The courts in the consideration of the dispute were to be guided by part 2 of Article 11 of the Civil Procedure Code of the Russian Federation, according to which the court, having established in the resolution of civil cases that the regulatory legal act does not comply with the regulatory legal act having greater legal force, applies the norms of the act of the greatest legal force. .
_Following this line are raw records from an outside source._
//! Viewer configuration, read from a YAML file.
//!
//! Every key is optional; CLI flags take precedence over the file. A missing
//! file at the default location means "use the defaults", while a file named
//! explicitly must exist and parse.

use std::fs;
use std::path::{Path, PathBuf};
use std::time::Duration;

use log::info;
use serde::{Deserialize, Serialize};

use crate::timelapse::Timelapse;

/// Where the viewer looks for its configuration unless told otherwise.
pub const DEFAULT_CONFIG_PATH: &str = "gibsview.yaml";

/// Where annotations are persisted unless the config or a flag says
/// otherwise.
pub const DEFAULT_ANNOTATIONS_PATH: &str = "gibsview-annotations.json";

/// A convenience [`Result`] for configuration loading.
pub type ConfigResult<T> = Result<T, ConfigError>;

/// Errors from loading the configuration file.
#[derive(thiserror::Error, Debug)]
pub enum ConfigError {
    /// The file could not be read.
    #[error("failed to read config {path}: {0}", path = .1.display())]
    Read(#[source] std::io::Error, PathBuf),

    /// The file is not valid viewer configuration YAML.
    #[error("invalid config {path}: {0}", path = .1.display())]
    Parse(#[source] serde_yaml::Error, PathBuf),
}

/// The viewer's file configuration. All keys are optional.
#[serde_with::skip_serializing_none]
#[derive(Clone, Debug, Default, PartialEq, Serialize, Deserialize)]
#[serde(deny_unknown_fields)]
pub struct ViewerConfig {
    /// File holding the persisted annotation list.
    pub annotations_file: Option<PathBuf>,
    /// Tile service root used instead of the public GIBS endpoint.
    pub base_url: Option<String>,
    /// Layer selected at startup instead of the first catalog entry.
    pub start_layer: Option<String>,
    /// Time-lapse playback timing.
    #[serde(default)]
    pub timelapse: TimelapseConfig,
}

impl ViewerConfig {
    /// Reads and parses `path`.
    pub fn from_file(path: &Path) -> ConfigResult<Self> {
        let contents =
            fs::read_to_string(path).map_err(|e| ConfigError::Read(e, path.to_path_buf()))?;
        serde_yaml::from_str(&contents).map_err(|e| ConfigError::Parse(e, path.to_path_buf()))
    }

    /// Loads `path` when given, otherwise the default location. A missing
    /// file at the default location yields the defaults; a missing file
    /// named explicitly is an error.
    pub fn load(path: Option<&Path>) -> ConfigResult<Self> {
        if let Some(path) = path {
            info!("using config {}", path.display());
            return Self::from_file(path);
        }
        let default = Path::new(DEFAULT_CONFIG_PATH);
        if default.exists() {
            info!("using config {DEFAULT_CONFIG_PATH}");
            Self::from_file(default)
        } else {
            Ok(Self::default())
        }
    }
}

/// Time-lapse timing keys; unset keys fall back to the playback defaults.
#[serde_with::skip_serializing_none]
#[derive(Clone, Copy, Debug, Default, PartialEq, Eq, Serialize, Deserialize)]
#[serde(deny_unknown_fields)]
pub struct TimelapseConfig {
    /// Delay between frames, in milliseconds.
    pub interval_ms: Option<u64>,
    /// Total running time, in milliseconds.
    pub duration_ms: Option<u64>,
}

impl TimelapseConfig {
    /// The configured playback timing, with defaults filled in.
    #[must_use]
    pub fn timelapse(&self) -> Timelapse {
        let defaults = Timelapse::default();
        Timelapse::new(
            self.interval_ms.map_or(defaults.interval, Duration::from_millis),
            self.duration_ms.map_or(defaults.duration, Duration::from_millis),
        )
    }
}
At the same time, the judicial board on civil cases of the Supreme Court of the Russian Federation notes that the given legal norm is subject to use not only to regulatory legal acts adopted by public authorities, but also to local regulatory actsWhat the "procedure for using the land plot" approved by the decision of the General Meeting of the Owners of an apartment building dated June 9, 2013
The Judicial Board of Civil Affairs of the Supreme Court of the Russian Federation finds that the Court of Appeal Violations allowed when considering the case are essential, they influenced the outcome of the case and without their elimination it is impossible to restore and protect the violated rights, freedoms and legitimate interests of PA. N., in connection with which the appellate definition of the judicial board on the civil cases of the St. Petersburg City Court of January 23, 2017 is subject to cancellation with the direction of the case for a new consideration of the appellate court».
Thus, limiting the rights of owners of the MKD premises in the form of failure to provide access to the country area (even if the decision of the OSS, who accepted the local act for the MKD is not challenged and the barrier is established legally), as well as actions on unauthorized placement of parking lots, recognized by the Supreme Court and other vessels illegal .
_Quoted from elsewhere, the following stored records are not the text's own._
#![doc = include_str!("../README.md")]

use std::fmt::{self, Display, Formatter};

use serde::de::Error as _;
use serde::{Deserialize, Deserializer, Serialize, Serializer};

mod coords;
pub use coords::{CoordError, LatLng};

/// Raster format of an imagery layer's tiles.
///
/// GIBS serves raster layers as either JPEG or PNG. The format decides the
/// file suffix of per-tile URLs, so it is kept as an enum rather than a free
/// MIME string.
#[derive(Clone, Copy, Debug, PartialEq, Eq)]
pub enum ImageFormat {
    Jpeg,
    Png,
}

impl ImageFormat {
    /// Parses a format from either a bare suffix (`jpeg`, `jpg`, `png`) or a
    /// MIME type (`image/jpeg`, `image/png`).
    #[must_use]
    pub fn parse(value: &str) -> Option<Self> {
        Some(match value.to_ascii_lowercase().as_str() {
            "jpg" | "jpeg" | "image/jpeg" => Self::Jpeg,
            "png" | "image/png" => Self::Png,
            _ => None?,
        })
    }

    /// MIME type, as it appears in layer descriptors.
    #[must_use]
    pub fn content_type(&self) -> &str {
        match *self {
            Self::Jpeg => "image/jpeg",
            Self::Png => "image/png",
        }
    }

    /// File suffix used in tile URLs (the MIME subtype).
    #[must_use]
    pub fn extension(&self) -> &str {
        match *self {
            Self::Jpeg => "jpeg",
            Self::Png => "png",
        }
    }
}

impl Display for ImageFormat {
    fn fmt(&self, f: &mut Formatter<'_>) -> fmt::Result {
        f.write_str(self.extension())
    }
}

// On the wire the format is the MIME string, matching the layer descriptors
// published by the tile service.
impl Serialize for ImageFormat {
    fn serialize<S: Serializer>(&self, serializer: S) -> Result<S::Ok, S::Error> {
        serializer.serialize_str(self.content_type())
    }
}

impl<'de> Deserialize<'de> for ImageFormat {
    fn deserialize<D: Deserializer<'de>>(deserializer: D) -> Result<Self, D::Error> {
        let value = String::deserialize(deserializer)?;
        Self::parse(&value)
            .ok_or_else(|| D::Error::custom(format!("unsupported tile format {value:?}")))
    }
}

/// Name of the tiling scheme a layer is published under, e.g.
/// `GoogleMapsCompatible_Level9`.
///
/// The trailing `Level{N}` suffix, when present, is the zoom-level ceiling
/// for the layer.
#[derive(Clone, Debug, PartialEq, Eq, Serialize, Deserialize)]
#[serde(transparent)]
pub struct TileMatrixSet(String);

impl TileMatrixSet {
    #[must_use]
    pub fn new(name: impl Into<String>) -> Self {
        Self(name.into())
    }

    #[must_use]
    pub fn as_str(&self) -> &str {
        &self.0
    }

    /// Maximum zoom level encoded in the scheme name, if any.
    #[must_use]
    pub fn max_zoom(&self) -> Option<u8> {
        let (_, level) = self.0.rsplit_once("Level")?;
        level.parse().ok()
    }
}

impl Display for TileMatrixSet {
    fn fmt(&self, f: &mut Formatter<'_>) -> fmt::Result {
        f.write_str(&self.0)
    }
}

impl From<&str> for TileMatrixSet {
    fn from(name: &str) -> Self {
        Self::new(name)
    }
}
According to the materials of the site Burmaster.
We consider regular situations and judicial practice, in particular, the position of the Supreme Court of the Russian Federation on the reconstruction of apartments and other premises in an apartment building.
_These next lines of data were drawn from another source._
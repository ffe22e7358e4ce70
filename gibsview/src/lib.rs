#![doc = include_str!("../README.md")]

pub mod config;
pub mod render;
pub mod session;
pub mod timelapse;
In this article, we will consider a dispute about the use of common property in an apartment building between owners and an entrepreneur and its decision by the Supreme Court of the Russian Federation.
Circumstances of the dispute
The situation is completely ordinary and standard, many tenants came across such, well, if lucky, heard about such a situation.
The entrepreneur bought an apartment in an apartment building and decided to rebuild it into the hairdresser.
He held a general meeting of owners, received 75% of the vote of the owners and appealed to the local administration to obtain permission.
However, one owned person did not agree with such a formulation of the issue, opposed the accommodation in the house of the hairdresser, and, consequently, the re-equipment of the apartment and demanded to return everything in the original initial state. Entrepreneur All claims to its reference, having on the hands of the permission of the local administration and the protocol of the General Meeting of Owners with a positive decision than forced the owner to apply to court.
The district court supported and satisfied claim The owners of the demolition of the structure, acknowledged the permission to the administration illegal and ordered the entrepreneur to demolish the annex.
The entrepreneur challenged the decision of the first instance on appeal and won.
The owner, accordingly, appealed to the Supreme Court of Russia.
Position of the Supreme Court
What if the administration was wrong
Resolution for reconstruction is a complex and important question. It is understood that the local government authority, endowed with the authority to issue such permits, owns full information when and in what way to issue it. But he is sometimes mistaken.
If it turns out that permission to reconstruct was illegally, the victim is entitled to compensate the costs of construction and demolition through the court. The authority issued such permission must pay for their losses from their budget ( art. 1069 of the Civil Code of the Russian Federation).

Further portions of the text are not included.